Otro aspecto de esas vacaciones fueron las salidas de noche. Mi padre por más que no actuara le gustaba la noche. Y como lo de la música le daba conocidos por todas partes, a las doce nos íbamos para un boliche, Botellas. Mi padre, mi madre y yo. A mi hermano lo dejábamos durmiendo en la cuna. 

En Botellas ofrecían siempre el mismo formato: un número musical, un cómico, de vez en cuando un mago y cerraba otro número musical: Los 4 Rumbos. De esos me acuerdo porque uno de los integrantes era buen amigo de mi padre. El presentador era un tal Bocha Retegui, que además de presentar recitaba Lorca. A mí me deslumbraba todo, en especial el cómico que se la pasaba puteando y le cagaba los trucos al mago. Por eso estaban siempre renovando los magos y a punto de echar al cómico. Una noche le prohibieron actuar. Pero a la siguiente lo dejaron de nuevo porque era el mejor de aquel espectáculo. Un tal Román, que después ganó un concurso en la tele. 

Alrededor de las cinco nos volvíamos. Mi hermano seguía durmiendo. Visto a distancia parece una salvajada que quedara solo en la noche. A favor de mis padres, mi hermano siempre estaba dormido, y jamás dio la sensación de que hubiera pasado una mala noche.  

4.

Fueron cinco veranos en la casa de los parientes lejanos. Hasta que llegó la muerte. El primero fue Luis. Ese verano fuimos aunque ya no estuviera Luis. En marzo la que murió fue Haydée. Mi madre recibió la llamada y comenzó a llorar con el tubo en la mano. Quien daba la noticia era la esposa del jardinero. 

Lo curioso de mi madre era que de verdad se encariñaba con las personas. Sin pensar en la ventaja que buscaba sacar mi padre. Ella aprovechaba la jugada para encariñarse. Luego lloraba naturalmente. 

–Se acabó Mar del Plata –largó mi padre una noche como siempre en la cena.

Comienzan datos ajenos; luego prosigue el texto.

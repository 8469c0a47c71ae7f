//! The registration page for creating a new user account.

use std::sync::{Arc, Mutex};

use axum::{
    Form,
    extract::{FromRef, State},
    http::StatusCode,
    response::{IntoResponse, Response},
};
use axum_htmx::HxRedirect;
use maud::{Markup, html};
use rusqlite::Connection;
use serde::{Deserialize, Serialize};

use crate::{
    AppState, Error, PasswordHash, ValidatedPassword,
    auth::{Cpf, user::create_user},
    endpoints,
    html::{
        BUTTON_PRIMARY_STYLE, FORM_LABEL_STYLE, FORM_TEXT_INPUT_STYLE, base, loading_spinner,
        log_in_register, password_input, text_input,
    },
    routing::get_internal_server_error_redirect,
};

/// The minimum number of characters the password should have to be considered valid on the client side (server-side validation is done on top of this validation).
const PASSWORD_INPUT_MIN_LENGTH: u8 = 8;

/// The inline error messages for the registration form fields.
#[derive(Debug, Default)]
struct RegistrationErrors<'a> {
    cpf: Option<&'a str>,
    email: Option<&'a str>,
    senha: Option<&'a str>,
    confirmar_senha: Option<&'a str>,
}

fn email_input(value: &str, error_message: Option<&str>) -> Markup {
    html! {
        div
        {
            label
                for="email"
                class=(FORM_LABEL_STYLE)
            {
                "E-mail (opcional)"
            }

            input
                type="email"
                name="email"
                id="email"
                placeholder="voce@exemplo.com"
                class=(FORM_TEXT_INPUT_STYLE)
                value=(value);

            @if let Some(error_message) = error_message
            {
                p class="text-red-500 text-base" { (error_message) }
            }
        }
    }
}

fn confirm_password_input(min_length: u8, error_message: Option<&str>) -> Markup {
    html! {
        div
        {
            label
                for="confirmar_senha"
                class=(FORM_LABEL_STYLE)
            {
                "Confirmar senha"
            }

            input
                type="password"
                name="confirmar_senha"
                id="confirmar_senha"
                placeholder="••••••••"
                class=(FORM_TEXT_INPUT_STYLE)
                required
                minlength=(min_length)
                autofocus[error_message.is_some()]
            ;

            @if let Some(error_message) = error_message
            {
                p class="text-red-500 text-base" { (error_message) }
            }
        }
    }
}

fn registration_form(form_data: &RegisterForm, errors: &RegistrationErrors) -> Markup {
    html! {
        form
            hx-post=(endpoints::USERS)
            hx-indicator="#indicator"
            hx-disabled-elt="#cpf, #nome, #email, #senha, #confirmar_senha, #submit-button"
            class="space-y-4 md:space-y-6"
        {
            (text_input("cpf", "CPF", &form_data.cpf, "000.000.000-00", errors.cpf))
            (text_input("nome", "Nome", &form_data.nome, "Seu nome", None))
            (email_input(form_data.email.as_deref().unwrap_or(""), errors.email))
            (password_input("senha", "Senha", PASSWORD_INPUT_MIN_LENGTH, errors.senha))
            (confirm_password_input(PASSWORD_INPUT_MIN_LENGTH, errors.confirmar_senha))

            button
                type="submit" id="submit-button" tabindex="0"
                class=(BUTTON_PRIMARY_STYLE)
            {
                span class="inline htmx-indicator" id="indicator"
                {
                    (loading_spinner())
                }
                "Criar conta"
            }

            p class="text-sm font-light text-gray-500 dark:text-gray-400"
            {
                "Já tem uma conta? "

                a
                    href=(endpoints::LOG_IN_VIEW) tabindex="0"
                    class="font-semibold leading-6 text-blue-600 hover:text-blue-500 dark:text-blue-500 dark:hover:text-blue-400"
                {
                  "Entre aqui"
                }
            }
        }
    }
}

/// Display the registration page.
pub async fn get_register_page() -> Response {
    let registration_form = registration_form(&RegisterForm::default(), &Default::default());
    let content = log_in_register("Crie sua conta", &registration_form);
    base("Cadastro", &content).into_response()
}

/// The state needed for creating a new user.
#[derive(Debug, Clone)]
pub struct RegistrationState {
    /// The database connection for creating users.
    pub db_connection: Arc<Mutex<Connection>>,
}

impl FromRef<AppState> for RegistrationState {
    fn from_ref(state: &AppState) -> Self {
        Self {
            db_connection: state.db_connection.clone(),
        }
    }
}

/// The raw data entered by the user in the registration form.
#[derive(Debug, Default, Serialize, Deserialize)]
pub struct RegisterForm {
    pub cpf: String,
    pub nome: String,
    pub email: Option<String>,
    pub senha: String,
    pub confirmar_senha: String,
}

pub const DUPLICATE_CPF_ERROR_MSG: &str = "Este CPF já está cadastrado.";
pub const DUPLICATE_EMAIL_ERROR_MSG: &str = "Este e-mail já está cadastrado.";
pub const INVALID_CPF_ERROR_MSG: &str = "Informe um CPF válido com 11 dígitos.";
pub const PASSWORD_MISMATCH_ERROR_MSG: &str = "As senhas não coincidem.";

/// Handler for registration requests via the POST method.
///
/// On success the client is redirected to the log-in page. Otherwise, the
/// form is returned with the offending fields marked with error messages.
///
/// # Panics
///
/// Panics if the lock for the database connection is already held by the same thread.
pub async fn register_user(
    State(state): State<RegistrationState>,
    Form(user_data): Form<RegisterForm>,
) -> Response {
    let cpf = match Cpf::parse(&user_data.cpf) {
        Ok(cpf) => cpf,
        Err(_) => {
            return registration_form(
                &user_data,
                &RegistrationErrors {
                    cpf: Some(INVALID_CPF_ERROR_MSG),
                    ..Default::default()
                },
            )
            .into_response();
        }
    };

    let validated_password = match ValidatedPassword::new(&user_data.senha) {
        Ok(password) => password,
        Err(error) => {
            return registration_form(
                &user_data,
                &RegistrationErrors {
                    senha: Some(error.to_string().as_ref()),
                    ..Default::default()
                },
            )
            .into_response();
        }
    };

    if user_data.senha != user_data.confirmar_senha {
        return registration_form(
            &user_data,
            &RegistrationErrors {
                confirmar_senha: Some(PASSWORD_MISMATCH_ERROR_MSG),
                ..Default::default()
            },
        )
        .into_response();
    }

    let password_hash = match PasswordHash::new(validated_password, PasswordHash::DEFAULT_COST) {
        Ok(hash) => hash,
        Err(error) => {
            tracing::error!("an error occurred while hashing a password: {error}");

            return get_internal_server_error_redirect();
        }
    };

    // An empty email field means the user chose not to provide one.
    let email = user_data
        .email
        .as_deref()
        .map(str::trim)
        .filter(|email| !email.is_empty());

    let result = create_user(
        cpf,
        user_data.nome.trim(),
        email,
        password_hash,
        &state
            .db_connection
            .lock()
            .expect("Could not acquire database lock"),
    );

    match result {
        Ok(_) => (
            HxRedirect(endpoints::LOG_IN_VIEW.to_owned()),
            StatusCode::SEE_OTHER,
        )
            .into_response(),
        Err(Error::DuplicateCpf) => registration_form(
            &user_data,
            &RegistrationErrors {
                cpf: Some(DUPLICATE_CPF_ERROR_MSG),
                ..Default::default()
            },
        )
        .into_response(),
        Err(Error::DuplicateEmail) => registration_form(
            &user_data,
            &RegistrationErrors {
                email: Some(DUPLICATE_EMAIL_ERROR_MSG),
                ..Default::default()
            },
        )
        .into_response(),
        Err(error) => {
            tracing::error!("An unhandled error occurred while inserting a new user: {error}");

            get_internal_server_error_redirect()
        }
    }
}

#[cfg(test)]
mod get_register_page_tests {
    use axum::http::StatusCode;

    use crate::{
        endpoints,
        test_utils::{
            assert_form_input, assert_form_submit_button, assert_hx_endpoint, assert_valid_html,
            must_get_form, parse_html_document,
        },
    };

    use super::get_register_page;

    #[tokio::test]
    async fn render_register_page() {
        let response = get_register_page().await;
        assert_eq!(response.status(), StatusCode::OK);

        let document = parse_html_document(response).await;
        assert_valid_html(&document);

        let form = must_get_form(&document);
        assert_hx_endpoint(&form, endpoints::USERS, "hx-post");
        assert_form_input(&form, "cpf", "text");
        assert_form_input(&form, "nome", "text");
        assert_form_input(&form, "senha", "password");
        assert_form_input(&form, "confirmar_senha", "password");
        assert_form_submit_button(&form);
    }
}

#[cfg(test)]
mod register_user_tests {
    use std::sync::{Arc, Mutex};

    use axum::{
        Form,
        body::Body,
        extract::State,
        http::{Response, StatusCode},
    };
    use rusqlite::Connection;

    use crate::{
        auth::user::create_user_table,
        endpoints,
        test_utils::{assert_form_error_message, must_get_form, parse_html_fragment},
    };

    use super::{
        DUPLICATE_CPF_ERROR_MSG, INVALID_CPF_ERROR_MSG, PASSWORD_MISMATCH_ERROR_MSG, RegisterForm,
        RegistrationState, register_user,
    };

    const TEST_PASSWORD: &str = "averysecurepassword1";

    fn get_test_state() -> RegistrationState {
        let connection =
            Connection::open_in_memory().expect("Could not open in-memory SQLite database");
        create_user_table(&connection).expect("Could not create user table");

        RegistrationState {
            db_connection: Arc::new(Mutex::new(connection)),
        }
    }

    fn valid_form() -> RegisterForm {
        RegisterForm {
            cpf: "123.456.789-01".to_string(),
            nome: "Maria".to_string(),
            email: Some("maria@example.com".to_string()),
            senha: TEST_PASSWORD.to_string(),
            confirmar_senha: TEST_PASSWORD.to_string(),
        }
    }

    async fn new_register_request(
        state: RegistrationState,
        form: RegisterForm,
    ) -> Response<Body> {
        register_user(State(state), Form(form)).await
    }

    #[tokio::test]
    async fn register_redirects_to_log_in_on_success() {
        let state = get_test_state();

        let response = new_register_request(state, valid_form()).await;

        assert_eq!(response.status(), StatusCode::SEE_OTHER);
        assert_eq!(
            response.headers().get("hx-redirect").unwrap(),
            endpoints::LOG_IN_VIEW
        );
    }

    #[tokio::test]
    async fn register_rejects_invalid_cpf() {
        let state = get_test_state();
        let form = RegisterForm {
            cpf: "123".to_string(),
            ..valid_form()
        };

        let response = new_register_request(state, form).await;

        assert_eq!(response.status(), StatusCode::OK);
        let fragment = parse_html_fragment(response).await;
        let form = must_get_form(&fragment);
        assert_form_error_message(&form, INVALID_CPF_ERROR_MSG);
    }

    #[tokio::test]
    async fn register_rejects_duplicate_cpf() {
        let state = get_test_state();
        new_register_request(
            RegistrationState {
                db_connection: state.db_connection.clone(),
            },
            valid_form(),
        )
        .await;

        let form = RegisterForm {
            email: Some("other@example.com".to_string()),
            ..valid_form()
        };
        let response = new_register_request(state, form).await;

        assert_eq!(response.status(), StatusCode::OK);
        let fragment = parse_html_fragment(response).await;
        let form = must_get_form(&fragment);
        assert_form_error_message(&form, DUPLICATE_CPF_ERROR_MSG);
    }

    #[tokio::test]
    async fn register_rejects_mismatched_passwords() {
        let state = get_test_state();
        let form = RegisterForm {
            confirmar_senha: "somethingelse1234".to_string(),
            ..valid_form()
        };

        let response = new_register_request(state, form).await;

        assert_eq!(response.status(), StatusCode::OK);
        let fragment = parse_html_fragment(response).await;
        let form = must_get_form(&fragment);
        assert_form_error_message(&form, PASSWORD_MISMATCH_ERROR_MSG);
    }

    #[tokio::test]
    async fn register_rejects_weak_password() {
        let state = get_test_state();
        let form = RegisterForm {
            senha: "123".to_string(),
            confirmar_senha: "123".to_string(),
            ..valid_form()
        };

        let response = new_register_request(state, form).await;

        assert_eq!(response.status(), StatusCode::OK);
    }

    #[tokio::test]
    async fn register_allows_missing_email() {
        let state = get_test_state();
        let form = RegisterForm {
            email: None,
            ..valid_form()
        };

        let response = new_register_request(state, form).await;

        assert_eq!(response.status(), StatusCode::SEE_OTHER);
    }
}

Pasaron los meses. Cerca del verano, en la mente de mi padre reapareció el jardinero. 

Otra vez el procedimiento. Mi madre tenía que llamar a Gina, la esposa del jardinero, con quien el vínculo estaba iniciado a propósito de la muerte de los tíos. Era cuestión de extender la conversación. Eso fue lo que sugirió mi padre, que no soportaba tener que resignar vacaciones. Que fuera hablando de a poco, le aconsejó a mi madre, que tal vez hubiera lugar en la casa del tano. El nuevo mangazo. No sé por qué mi madre, a quien que tal vez le interesara la amistad con Gina, le hacía tanto caso a mi padre. Dándole a cada encuentro un sesgo de oportunismo. 

5.

La tarde que llegamos a lo del tano fue horrible. Yo ya iba por los 15 y pude sentir la impresión. Estaba Nino en la puerta con su esposa Gina que usaba de anteojos dos culos de botellas para poder ver. Lo lindo de mi padre, la parte linda que pudiera tener conseguir las vacaciones de arriba, comenzaba a desmoronarse. Tal vez ya estuviera desmoronado antes de llegar a esa puerta. A esa altura era un padecimiento. 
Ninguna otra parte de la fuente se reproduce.